How Tandem Private Wealth will approach this
Post-registration, Tandem Private Wealth LLC plans to construct retirement-income plans on a household-specific basis, integrating the elements above with the household's tax situation, non-portfolio income, legacy goals, and behavioral tolerance for market volatility in the distribution phase. The firm does not currently offer investment advisory services. This page is educational and does not constitute investment advice.
Frequently asked questions
What is sequence-of-returns risk?
Sequence-of-returns risk is the risk that the ORDER in which investment returns arrive will materially affect the sustainability of a portfolio that is being drawn down for spending. Two retirees with identical starting balances, identical average returns over their retirement, and identical withdrawal rates can end up with very different outcomes if one experiences large losses early and the other experiences them late. The same average return is much less forgiving when withdrawals are happening at the same time.
Where does the "4% rule" come from and what are its limits?
The "4% rule" is a label for a 1994 study by financial planner William Bengen that looked at historical 30-year retirement windows in the U.S. and found that a starting withdrawal rate of approximately 4 percent of the initial portfolio, adjusted thereafter for inflation, was supported by the worst historical windows. The work has been extended many times since, with various authors finding higher or lower numbers depending on asset assumptions, horizon length, fees, and the geographies studied. The framework is a useful anchor; it is not a guarantee of safety and was never intended as one.

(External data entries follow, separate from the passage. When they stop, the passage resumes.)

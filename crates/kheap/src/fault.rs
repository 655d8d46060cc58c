//! Error types.
//!
//! The heap distinguishes two disjoint classes of failure. Running out of
//! space is not an error at all: [`Heap::allocate`](crate::Heap::allocate)
//! simply returns `None`. Everything else is a [`Corruption`], a broken
//! structural invariant that the heap never tries to repair; the public
//! operations hand it to the fatal path, which dumps state and halts.

use core::fmt;

use snafu::{GenerateImplicitData, Snafu};

use crate::layout::{GRANULARITY, PAGE_SIZE};

/// Source location at which a check fired.
#[derive(Clone, Copy, PartialEq, Eq, PartialOrd, Ord)]
pub struct Location(&'static core::panic::Location<'static>);

impl Default for Location {
    #[track_caller]
    fn default() -> Self {
        Self(core::panic::Location::caller())
    }
}

impl GenerateImplicitData for Location {
    #[track_caller]
    fn generate() -> Self {
        Self::default()
    }
}

impl fmt::Debug for Location {
    fn fmt(&self, f: &mut fmt::Formatter<'_>) -> fmt::Result {
        fmt::Debug::fmt(&self.0, f)
    }
}

impl fmt::Display for Location {
    fn fmt(&self, f: &mut fmt::Formatter<'_>) -> fmt::Result {
        fmt::Display::fmt(&self.0, f)
    }
}

/// A violated heap invariant.
///
/// Every variant records the header address of the block that failed the
/// check (zero when no block could be located) and where the check fired.
#[derive(Debug, Snafu)]
#[snafu(visibility(pub(crate)))]
pub enum Corruption {
    #[snafu(display("release of a null pointer"))]
    NullPointer {
        #[snafu(implicit)]
        location: Location,
    },
    #[snafu(display("pointer {ptr:#x} is not aligned to {GRANULARITY} bytes"))]
    Misaligned {
        ptr: usize,
        #[snafu(implicit)]
        location: Location,
    },
    #[snafu(display("header {header:#x} lies outside the heap"))]
    HeaderOutOfBounds {
        header: usize,
        #[snafu(implicit)]
        location: Location,
    },
    #[snafu(display("header {header:#x} has bad magic {found:#010x}"))]
    HeaderMagic {
        header: usize,
        found: u32,
        #[snafu(implicit)]
        location: Location,
    },
    #[snafu(display("block {header:#x} has invalid size {size:#x}"))]
    BadSize {
        header: usize,
        size: usize,
        #[snafu(implicit)]
        location: Location,
    },
    #[snafu(display("footer {footer:#x} of block {header:#x} lies outside the heap"))]
    FooterOutOfBounds {
        header: usize,
        footer: usize,
        #[snafu(implicit)]
        location: Location,
    },
    #[snafu(display("footer {footer:#x} of block {header:#x} has bad magic {found:#010x}"))]
    FooterMagic {
        header: usize,
        footer: usize,
        found: u32,
        #[snafu(implicit)]
        location: Location,
    },
    #[snafu(display("footer {footer:#x} of block {header:#x} has non-zero padding {found:#x}"))]
    FooterPadding {
        header: usize,
        footer: usize,
        found: u32,
        #[snafu(implicit)]
        location: Location,
    },
    #[snafu(display("footer {footer:#x} points back to {found:#x} instead of {header:#x}"))]
    BackPointer {
        header: usize,
        footer: usize,
        found: usize,
        #[snafu(implicit)]
        location: Location,
    },
    #[snafu(display("double free of block {header:#x}"))]
    DoubleFree {
        header: usize,
        #[snafu(implicit)]
        location: Location,
    },
    #[snafu(display("allocated block {header:#x} still carries free-list links"))]
    StaleLinks {
        header: usize,
        #[snafu(implicit)]
        location: Location,
    },
    #[snafu(display("free-list entry {header:#x} is not a hole"))]
    NotAHole {
        header: usize,
        #[snafu(implicit)]
        location: Location,
    },
    #[snafu(display("block {header:#x} is already linked into the free list"))]
    AlreadyLinked {
        header: usize,
        #[snafu(implicit)]
        location: Location,
    },
    #[snafu(display("free-list link {link:#x} of block {header:#x} is invalid"))]
    BadLink {
        header: usize,
        link: usize,
        #[snafu(implicit)]
        location: Location,
    },
    #[snafu(display("free list is out of order at block {header:#x}"))]
    Unsorted {
        header: usize,
        #[snafu(implicit)]
        location: Location,
    },
    #[snafu(display(
        "shortcut #{index} points to {found:#x}, first qualifying block is {header:#x}"
    ))]
    Shortcut {
        index: usize,
        header: usize,
        found: usize,
        #[snafu(implicit)]
        location: Location,
    },
    #[snafu(display("block {header:#x} does not end where its neighbour begins"))]
    Gap {
        header: usize,
        #[snafu(implicit)]
        location: Location,
    },
    #[snafu(display("holes {header:#x} and its right neighbour were not coalesced"))]
    Uncoalesced {
        header: usize,
        #[snafu(implicit)]
        location: Location,
    },
    #[snafu(display("hole {header:#x} is not reachable from the free list"))]
    Unlisted {
        header: usize,
        #[snafu(implicit)]
        location: Location,
    },
}

impl Corruption {
    /// Header address of the block that failed the check.
    #[must_use]
    pub fn header(&self) -> usize {
        match *self {
            Self::NullPointer { .. } => 0,
            Self::Misaligned { ptr, .. } => ptr,
            Self::HeaderOutOfBounds { header, .. }
            | Self::HeaderMagic { header, .. }
            | Self::BadSize { header, .. }
            | Self::FooterOutOfBounds { header, .. }
            | Self::FooterMagic { header, .. }
            | Self::FooterPadding { header, .. }
            | Self::BackPointer { header, .. }
            | Self::DoubleFree { header, .. }
            | Self::StaleLinks { header, .. }
            | Self::NotAHole { header, .. }
            | Self::AlreadyLinked { header, .. }
            | Self::BadLink { header, .. }
            | Self::Unsorted { header, .. }
            | Self::Shortcut { header, .. }
            | Self::Gap { header, .. }
            | Self::Uncoalesced { header, .. }
            | Self::Unlisted { header, .. } => header,
        }
    }

    /// Where the check fired.
    #[must_use]
    pub fn location(&self) -> Location {
        match *self {
            Self::NullPointer { location }
            | Self::Misaligned { location, .. }
            | Self::HeaderOutOfBounds { location, .. }
            | Self::HeaderMagic { location, .. }
            | Self::BadSize { location, .. }
            | Self::FooterOutOfBounds { location, .. }
            | Self::FooterMagic { location, .. }
            | Self::FooterPadding { location, .. }
            | Self::BackPointer { location, .. }
            | Self::DoubleFree { location, .. }
            | Self::StaleLinks { location, .. }
            | Self::NotAHole { location, .. }
            | Self::AlreadyLinked { location, .. }
            | Self::BadLink { location, .. }
            | Self::Unsorted { location, .. }
            | Self::Shortcut { location, .. }
            | Self::Gap { location, .. }
            | Self::Uncoalesced { location, .. }
            | Self::Unlisted { location, .. } => location,
        }
    }
}

/// Failure reported by the backing memory layer.
#[derive(Debug, Snafu)]
#[snafu(visibility(pub))]
pub enum MapError {
    #[snafu(display("range {virt:#x} (+{page_count} pages) is outside the mappable window"))]
    OutOfRange {
        virt: usize,
        page_count: usize,
        #[snafu(implicit)]
        location: Location,
    },
    #[snafu(display("no physical memory left for {page_count} pages"))]
    OutOfMemory {
        page_count: usize,
        #[snafu(implicit)]
        location: Location,
    },
}

#[derive(Debug, Snafu)]
#[snafu(visibility(pub(crate)))]
pub enum InitError {
    #[snafu(display("heap base {base:#x} is not aligned to {PAGE_SIZE} bytes"))]
    MisalignedBase {
        base: usize,
        #[snafu(implicit)]
        location: Location,
    },
    #[snafu(display("initial heap region is empty"))]
    EmptyRegion {
        #[snafu(implicit)]
        location: Location,
    },
    #[snafu(display("initial heap size {initial:#x} exceeds maximum {max:#x}"))]
    ExceedsMaximum {
        initial: usize,
        max: usize,
        #[snafu(implicit)]
        location: Location,
    },
    #[snafu(display("failed to map the initial heap region: {source}"))]
    Map {
        #[snafu(source)]
        source: MapError,
        #[snafu(implicit)]
        location: Location,
    },
    #[snafu(display("backing layer mapped {found:#x} instead of {expected:#x}"))]
    Relocated {
        expected: usize,
        found: usize,
        #[snafu(implicit)]
        location: Location,
    },
    #[snafu(display("kernel heap is already initialized"))]
    AlreadyInitialized {
        #[snafu(implicit)]
        location: Location,
    },
}

#[cfg_attr(coverage_nightly, coverage(off))]
#[cfg(test)]
mod tests {
    extern crate alloc;

    use alloc::string::ToString as _;

    use super::*;

    #[test]
    fn test_header_of_each_class() {
        assert_eq!(NullPointerSnafu.build().header(), 0);
        assert_eq!(MisalignedSnafu { ptr: 0x1003_usize }.build().header(), 0x1003);
        let err = BackPointerSnafu {
            header: 0x2000_usize,
            footer: 0x2070_usize,
            found: 0x1000_usize,
        }
        .build();
        assert_eq!(err.header(), 0x2000);
        assert_eq!(
            err.to_string(),
            "footer 0x2070 points back to 0x1000 instead of 0x2000"
        );
    }

    #[test]
    fn test_location_points_at_check() {
        let err = DoubleFreeSnafu { header: 0x40_usize }.build();
        assert!(err.location().to_string().contains("fault.rs"));
        assert_eq!(err.to_string(), "double free of block 0x40");
    }

    #[test]
    fn test_init_error_chains_map_error() {
        let source = OutOfMemorySnafu { page_count: 4_usize }.build();
        let err = InitError::Map {
            source,
            location: Location::default(),
        };
        assert_eq!(
            err.to_string(),
            "failed to map the initial heap region: no physical memory left for 4 pages"
        );
        assert!(core::error::Error::source(&err).is_some());
    }
}
pub fn host_entry() -> ! {
    // to suppress warnings
    let _ = super::super::boot_hart_start;
    unimplemented!("the kernel only boots on bare-metal riscv64");
}
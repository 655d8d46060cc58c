//! Fixtures shared by the unit tests.
//!
//! [`TestArena`] stands in for the backing memory layer: a page-aligned
//! buffer from the host allocator. [`TestPlatform`] maps it, records console
//! output and interrupt state in thread-locals, and turns `halt` into a
//! panic carrying everything printed so far.

extern crate alloc;
extern crate std;

use alloc::string::String;
use core::{
    alloc::Layout,
    cell::{Cell, RefCell},
    fmt::Write as _,
    ptr::NonNull,
};

use ansi_term::{Attr, Color};
use snafu::ensure;

use crate::{
    fault::{MapError, OutOfRangeSnafu},
    heap::HeapConfig,
    layout::PAGE_SIZE,
    platform::{Backing, Console, Interrupts},
};

std::thread_local! {
    static INTERRUPTS_ENABLED: Cell<bool> = const { Cell::new(true) };
    static CONSOLE: RefCell<String> = const { RefCell::new(String::new()) };
}

pub(crate) fn interrupts_enabled() -> bool {
    INTERRUPTS_ENABLED.get()
}

pub(crate) fn console_output() -> String {
    CONSOLE.with_borrow(Clone::clone)
}

pub(crate) struct TestArena {
    base: NonNull<u8>,
    pages: usize,
    layout: Layout,
}

impl TestArena {
    pub(crate) fn new(pages: usize) -> Self {
        let layout = Layout::from_size_align(pages * PAGE_SIZE, PAGE_SIZE).unwrap();
        let base = unsafe { alloc::alloc::alloc(layout) };
        let base = NonNull::new(base).unwrap();
        unsafe { base.as_ptr().write_bytes(0x11, layout.size()) };
        Self {
            base,
            pages,
            layout,
        }
    }

    pub(crate) fn base(&self) -> usize {
        self.base.addr().get()
    }

    pub(crate) fn config(&self) -> HeapConfig {
        HeapConfig::new(self.base(), self.pages, self.layout.size() * 4)
    }

    pub(crate) fn platform(&self) -> TestPlatform {
        TestPlatform {
            base: self.base,
            pages: self.pages,
        }
    }
}

impl Drop for TestArena {
    fn drop(&mut self) {
        unsafe { alloc::alloc::dealloc(self.base.as_ptr(), self.layout) };
    }
}

pub(crate) struct TestPlatform {
    base: NonNull<u8>,
    pages: usize,
}

unsafe impl Send for TestPlatform {}

impl Backing for TestPlatform {
    fn map_range(&mut self, virt: usize, page_count: usize) -> Result<NonNull<u8>, MapError> {
        ensure!(
            virt == self.base.addr().get() && page_count <= self.pages,
            OutOfRangeSnafu { virt, page_count }
        );
        Ok(self.base)
    }
}

impl Console for TestPlatform {
    fn clear_screen(&mut self) {
        CONSOLE.with_borrow_mut(String::clear);
    }

    fn set_color(&mut self, fg: Color, bg: Color) {
        CONSOLE.with_borrow_mut(|out| write!(out, "{}", Attr::new(fg, bg)).unwrap());
    }

    fn print_str(&mut self, s: &str) {
        CONSOLE.with_borrow_mut(|out| out.push_str(s));
    }

    fn print_hex_word(&mut self, value: u16) {
        CONSOLE.with_borrow_mut(|out| write!(out, "{value:04X}").unwrap());
    }
}

impl Interrupts for TestPlatform {
    type State = bool;

    fn disable() -> Self::State {
        INTERRUPTS_ENABLED.replace(false)
    }

    fn restore(state: Self::State) {
        assert!(!interrupts_enabled(), "restoring with interrupts enabled");
        INTERRUPTS_ENABLED.set(state);
    }

    fn halt() -> ! {
        let irqs = if interrupts_enabled() {
            "enabled"
        } else {
            "masked"
        };
        panic!("halted with interrupts {irqs}\n{}", console_output());
    }
}
use std::env;

fn main() {
    let manifest_dir = env::var("CARGO_MANIFEST_DIR").unwrap();
    let arch = env::var("CARGO_CFG_TARGET_ARCH").unwrap();
    let os = env::var("CARGO_CFG_TARGET_OS").unwrap();

    println!("cargo::rerun-if-changed=kernel.ld");
    if arch == "riscv64" && os == "none" {
        println!("cargo::rustc-link-arg-bins=-T{manifest_dir}/kernel.ld");
    }
}
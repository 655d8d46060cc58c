//! Block record: the header/footer pair bracketing every heap block.
//!
//! All access to tags goes through [`Region`], which owns the provenance of
//! the mapped heap range and validates a tag before handing out a pointer
//! to it. A [`Block`] is only ever obtained from a checked constructor (or
//! freshly written by [`Block::write`]), so code holding one can rely on
//! the header and footer agreeing with each other.

use core::ptr;

use snafu::ensure;

use crate::{
    fault::{
        BackPointerSnafu, BadSizeSnafu, Corruption, FooterMagicSnafu, FooterOutOfBoundsSnafu,
        FooterPaddingSnafu, HeaderMagicSnafu, HeaderOutOfBoundsSnafu,
    },
    layout::{FOOTER_SIZE, GRANULARITY, HEADER_SIZE, MAGIC, OVERHEAD},
};

/// Tag at the start of every block.
///
/// `prev` and `next` are only meaningful while the block is a hole and are
/// kept null while it is allocated.
#[repr(C, align(8))]
#[derive(Debug)]
pub(crate) struct Header {
    pub(crate) magic: u32,
    /// 1 while the block is free, 0 while it is allocated.
    pub(crate) hole: u32,
    /// Total block size: header, payload and footer.
    pub(crate) size: usize,
    pub(crate) prev: *mut Header,
    pub(crate) next: *mut Header,
}

/// Tag at the end of every block, pointing back at its header.
#[repr(C, align(8))]
#[derive(Debug)]
pub(crate) struct Footer {
    pub(crate) magic: u32,
    pub(crate) padding: u32,
    pub(crate) header: *mut Header,
}

/// The mapped heap range `start..end`.
#[derive(Debug, Clone, Copy)]
pub(crate) struct Region {
    base: *mut u8,
    start: usize,
    end: usize,
}

impl Region {
    /// # Safety
    ///
    /// `base..base + size` must be valid for reads and writes for as long as
    /// the region is used and must not be accessed by anything else.
    pub(crate) unsafe fn new(base: *mut u8, size: usize) -> Self {
        let start = base.addr();
        Self {
            base,
            start,
            end: start + size,
        }
    }

    pub(crate) fn start(&self) -> usize {
        self.start
    }

    pub(crate) fn end(&self) -> usize {
        self.end
    }

    /// Returns whether `addr..addr + len` lies within the region.
    pub(crate) fn contains(&self, addr: usize, len: usize) -> bool {
        addr >= self.start && addr.checked_add(len).is_some_and(|end| end <= self.end)
    }

    pub(crate) fn ptr<T>(&self, addr: usize) -> *mut T {
        debug_assert!(self.contains(addr, 0));
        self.base.with_addr(addr).cast()
    }

    /// Returns a header pointer for `addr` after checking bounds, alignment
    /// and magic.
    pub(crate) fn header(&self, addr: usize) -> Result<*mut Header, Corruption> {
        ensure!(
            self.contains(addr, HEADER_SIZE) && addr.is_multiple_of(GRANULARITY),
            HeaderOutOfBoundsSnafu { header: addr }
        );
        let header = self.ptr::<Header>(addr);
        let magic = unsafe { (*header).magic };
        ensure!(magic == MAGIC, HeaderMagicSnafu { header: addr, found: magic });
        Ok(header)
    }

    /// Returns the footer belonging to `header` after checking that it lies
    /// after the header, inside the region, with intact magic and padding.
    ///
    /// # Safety
    ///
    /// `header` must have been returned by [`Region::header`].
    pub(crate) unsafe fn footer(&self, header: *mut Header) -> Result<*mut Footer, Corruption> {
        let header_addr = header.addr();
        let size = unsafe { (*header).size };
        ensure!(
            size >= OVERHEAD && size.is_multiple_of(GRANULARITY),
            BadSizeSnafu {
                header: header_addr,
                size,
            }
        );
        let footer_addr = header_addr.wrapping_add(size - FOOTER_SIZE);
        ensure!(
            footer_addr >= header_addr + HEADER_SIZE && self.contains(footer_addr, FOOTER_SIZE),
            FooterOutOfBoundsSnafu {
                header: header_addr,
                footer: footer_addr,
            }
        );
        unsafe { self.footer_at(footer_addr, header_addr) }
    }

    /// Returns the footer at `footer_addr` after checking bounds, magic and
    /// padding. `header_addr` is only used for reporting.
    pub(crate) unsafe fn footer_at(
        &self,
        footer_addr: usize,
        header_addr: usize,
    ) -> Result<*mut Footer, Corruption> {
        ensure!(
            self.contains(footer_addr, FOOTER_SIZE) && footer_addr.is_multiple_of(GRANULARITY),
            FooterOutOfBoundsSnafu {
                header: header_addr,
                footer: footer_addr,
            }
        );
        let footer = self.ptr::<Footer>(footer_addr);
        let (magic, padding) = unsafe { ((*footer).magic, (*footer).padding) };
        ensure!(
            magic == MAGIC,
            FooterMagicSnafu {
                header: header_addr,
                footer: footer_addr,
                found: magic,
            }
        );
        ensure!(
            padding == 0,
            FooterPaddingSnafu {
                header: header_addr,
                footer: footer_addr,
                found: padding,
            }
        );
        Ok(footer)
    }

    /// Fully validated view of the block whose header is at `addr`.
    pub(crate) fn block(&self, addr: usize) -> Result<Block, Corruption> {
        let block = self.block_unlinked(addr)?;
        block.check_back_pointer()?;
        Ok(block)
    }

    /// Like [`Region::block`] but leaves the footer back-pointer unchecked.
    pub(crate) fn block_unlinked(&self, addr: usize) -> Result<Block, Corruption> {
        let header = self.header(addr)?;
        let footer = unsafe { self.footer(header)? };
        Ok(Block { header, footer })
    }

    /// Zeroes `len` bytes at `addr`.
    ///
    /// # Safety
    ///
    /// The bytes must not belong to any live tag or payload.
    pub(crate) unsafe fn erase(&self, addr: usize, len: usize) {
        debug_assert!(self.contains(addr, len));
        unsafe { ptr::write_bytes(self.ptr::<u8>(addr), 0, len) };
    }
}

/// A header/footer pair that has passed validation.
#[derive(Debug, Clone, Copy, PartialEq, Eq)]
pub(crate) struct Block {
    header: *mut Header,
    footer: *mut Footer,
}

impl Block {
    /// Builds a fresh header/footer pair for a block of `size` bytes at
    /// `addr`, with cleared free-list links.
    ///
    /// # Safety
    ///
    /// `addr..addr + size` must lie inside `region` and must not overlap any
    /// other live block.
    pub(crate) unsafe fn write(region: &Region, addr: usize, size: usize, hole: bool) -> Self {
        debug_assert!(size >= OVERHEAD && size.is_multiple_of(GRANULARITY));
        debug_assert!(region.contains(addr, size));
        let header = region.ptr::<Header>(addr);
        let footer = region.ptr::<Footer>(addr + size - FOOTER_SIZE);
        unsafe {
            header.write(Header {
                magic: MAGIC,
                hole: u32::from(hole),
                size,
                prev: ptr::null_mut(),
                next: ptr::null_mut(),
            });
            footer.write(Footer {
                magic: MAGIC,
                padding: 0,
                header,
            });
        }
        Self { header, footer }
    }

    pub(crate) fn check_back_pointer(&self) -> Result<(), Corruption> {
        let found = unsafe { (*self.footer).header };
        ensure!(
            ptr::eq(found, self.header),
            BackPointerSnafu {
                header: self.header.addr(),
                footer: self.footer.addr(),
                found: found.addr(),
            }
        );
        Ok(())
    }

    pub(crate) fn header(&self) -> *mut Header {
        self.header
    }

    pub(crate) fn addr(&self) -> usize {
        self.header.addr()
    }

    pub(crate) fn footer_addr(&self) -> usize {
        self.footer.addr()
    }

    /// Address of the byte just past the footer.
    pub(crate) fn end(&self) -> usize {
        self.footer.addr() + FOOTER_SIZE
    }

    pub(crate) fn size(&self) -> usize {
        unsafe { (*self.header).size }
    }

    pub(crate) fn is_hole(&self) -> bool {
        unsafe { (*self.header).hole != 0 }
    }

    pub(crate) fn set_hole(&self, hole: bool) {
        unsafe { (*self.header).hole = u32::from(hole) };
    }

    /// Returns whether both free-list links are null.
    pub(crate) fn is_detached(&self) -> bool {
        unsafe { (*self.header).prev.is_null() && (*self.header).next.is_null() }
    }

    pub(crate) fn payload(&self) -> *mut u8 {
        unsafe { self.header.cast::<u8>().add(HEADER_SIZE) }
    }
}
use core::ptr;

use crate::memory::layout;

mod imp;

#[cfg(not(target_os = "none"))]
pub use self::imp::host_entry;

unsafe fn init_bss() {
    let bss_range = layout::bss_addr_range();
    let bss_size = bss_range.end - bss_range.start;
    unsafe {
        ptr::write_bytes(
            ptr::with_exposed_provenance_mut::<u8>(bss_range.start),
            0,
            bss_size,
        );
    }
}

unsafe extern "C" fn boot_hart_start(hartid: usize, dtb_pa: usize) -> ! {
    unsafe {
        init_bss();
    }

    crate::kernel_main(hartid, dtb_pa);
}
//! Interfaces the heap consumes from the rest of the kernel.
//!
//! The heap never touches hardware itself. It asks a [`Backing`] layer to
//! map its initial region, masks interrupts through [`Interrupts`] for the
//! duration of every public operation, and reports fatal corruption on a
//! [`Console`]. A kernel bundles the three into one [`Platform`] type.

use core::{fmt, marker::PhantomData, ptr::NonNull};

use ansi_term::Color;

use crate::fault::MapError;

/// The physical/virtual memory layer backing the heap range.
pub trait Backing {
    /// Maps `page_count` pages starting at `virt` with fresh physical memory
    /// and returns a pointer to the first mapped byte.
    fn map_range(&mut self, virt: usize, page_count: usize) -> Result<NonNull<u8>, MapError>;
}

/// Diagnostic output used by the fatal path.
///
/// Hex printers emit upper-case digits only, without a `0x` prefix, and
/// always emit the full width of their type.
pub trait Console {
    fn clear_screen(&mut self);
    fn set_color(&mut self, fg: Color, bg: Color);
    fn print_str(&mut self, s: &str);
    fn print_hex_word(&mut self, value: u16);

    #[expect(clippy::cast_possible_truncation)]
    fn print_hex_dword(&mut self, value: u32) {
        self.print_hex_word((value >> 16) as u16);
        self.print_hex_word(value as u16);
    }

    #[expect(clippy::cast_possible_truncation)]
    fn print_hex_qword(&mut self, value: u64) {
        self.print_hex_dword((value >> 32) as u32);
        self.print_hex_dword(value as u32);
    }

    fn print_hex_usize(&mut self, value: usize) {
        self.print_hex_qword(value as u64);
    }

    /// Prints formatted text. Errors raised by `Display` impls are dropped.
    fn print_fmt(&mut self, args: fmt::Arguments<'_>) {
        _ = fmt::write(&mut ConsoleWriter(self), args);
    }
}

/// Interrupt masking on the executing hart.
pub trait Interrupts {
    /// Interrupt state saved by [`disable`](Self::disable).
    type State: Copy;

    /// Masks interrupts and returns the previous state.
    fn disable() -> Self::State;

    /// Restores a state returned by [`disable`](Self::disable).
    fn restore(state: Self::State);

    /// Stops the hart for good. Interrupts are already masked.
    fn halt() -> !;
}

/// Everything the heap needs from its environment.
pub trait Platform: Backing + Console + Interrupts {}

impl<T> Platform for T where T: Backing + Console + Interrupts {}

/// Masks interrupts until dropped.
///
/// Guards nest: each one restores exactly the state it found, so only the
/// outermost guard re-enables interrupts.
#[must_use]
pub struct CriticalSection<I>
where
    I: Interrupts,
{
    state: I::State,
    _not_send: PhantomData<*mut ()>,
}

impl<I> CriticalSection<I>
where
    I: Interrupts,
{
    pub fn enter() -> Self {
        Self {
            state: I::disable(),
            _not_send: PhantomData,
        }
    }
}

impl<I> Drop for CriticalSection<I>
where
    I: Interrupts,
{
    fn drop(&mut self) {
        I::restore(self.state);
    }
}

/// Adapts a [`Console`] to [`fmt::Write`].
pub struct ConsoleWriter<'a, C>(pub &'a mut C)
where
    C: Console + ?Sized;

impl<C> fmt::Write for ConsoleWriter<'_, C>
where
    C: Console + ?Sized,
{
    fn write_str(&mut self, s: &str) -> fmt::Result {
        self.0.print_str(s);
        Ok(())
    }
}

#[cfg_attr(coverage_nightly, coverage(off))]
#[cfg(test)]
mod tests {
    extern crate alloc;

    use alloc::string::String;

    use super::*;

    #[derive(Default)]
    struct Capture(String);

    impl Console for Capture {
        fn clear_screen(&mut self) {
            self.0.clear();
        }

        fn set_color(&mut self, _fg: Color, _bg: Color) {}

        fn print_str(&mut self, s: &str) {
            self.0.push_str(s);
        }

        fn print_hex_word(&mut self, value: u16) {
            self.print_fmt(format_args!("{value:04X}"));
        }
    }

    #[test]
    fn test_hex_printers_use_full_width() {
        let mut console = Capture::default();
        console.print_hex_dword(0xBAB6_BADC);
        console.print_str(" ");
        console.print_hex_usize(0x10);
        assert_eq!(console.0, "BAB6BADC 0000000000000010");
    }

    #[test]
    fn test_print_fmt() {
        let mut console = Capture::default();
        console.print_fmt(format_args!("  {:<9}|", "size"));
        console.print_fmt(format_args!("{}", 42));
        assert_eq!(console.0, "  size     |42");

        let dynamic: &mut dyn Console = &mut console;
        dynamic.clear_screen();
        dynamic.print_fmt(format_args!(">= {:<6}", 512));
        assert_eq!(console.0, ">= 512   ");
    }
}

How is the distribution phase different from the accumulation phase?
In the accumulation phase, the household contributes to the portfolio and intends to leave it untouched for years or decades. Volatility is mostly a paper phenomenon — drawdowns recover before the money is needed. In the distribution phase, the household withdraws from the portfolio while the markets continue to move. Drawdowns become realized losses if shares must be sold to meet spending. The difference is structural, not just emotional, and it warrants its own analytical framework.
What role do Social Security and other guaranteed income play?
Social Security, defined-benefit pensions, and certain annuities provide income that is independent of portfolio market value. The dollar amount of "guaranteed income" reduces the dollar amount that must come from portfolio withdrawals, and therefore reduces sequence-of-returns risk. Household analyses often split the spending plan into "needs covered by guaranteed income" and "wants funded by the portfolio," which produces a more resilient plan than treating all spending as portfolio-funded.
What is a "bucket" approach to retirement income?
A "bucket" approach segments portfolio assets by the time horizon over which they will be spent: a near-term bucket holding 1–3 years of spending in cash or short-duration fixed income; an intermediate bucket holding 3–10 years of spending in less-volatile fixed income; and a long-term bucket holding equity-heavy growth assets. The framework gives the long-term bucket time to recover from drawdowns without being forced to sell, addressing sequence-of-returns risk directly. The cost is some complexity in rebalancing and the opportunity cost of holding near-term cash. The framework is a heuristic, not a guarantee.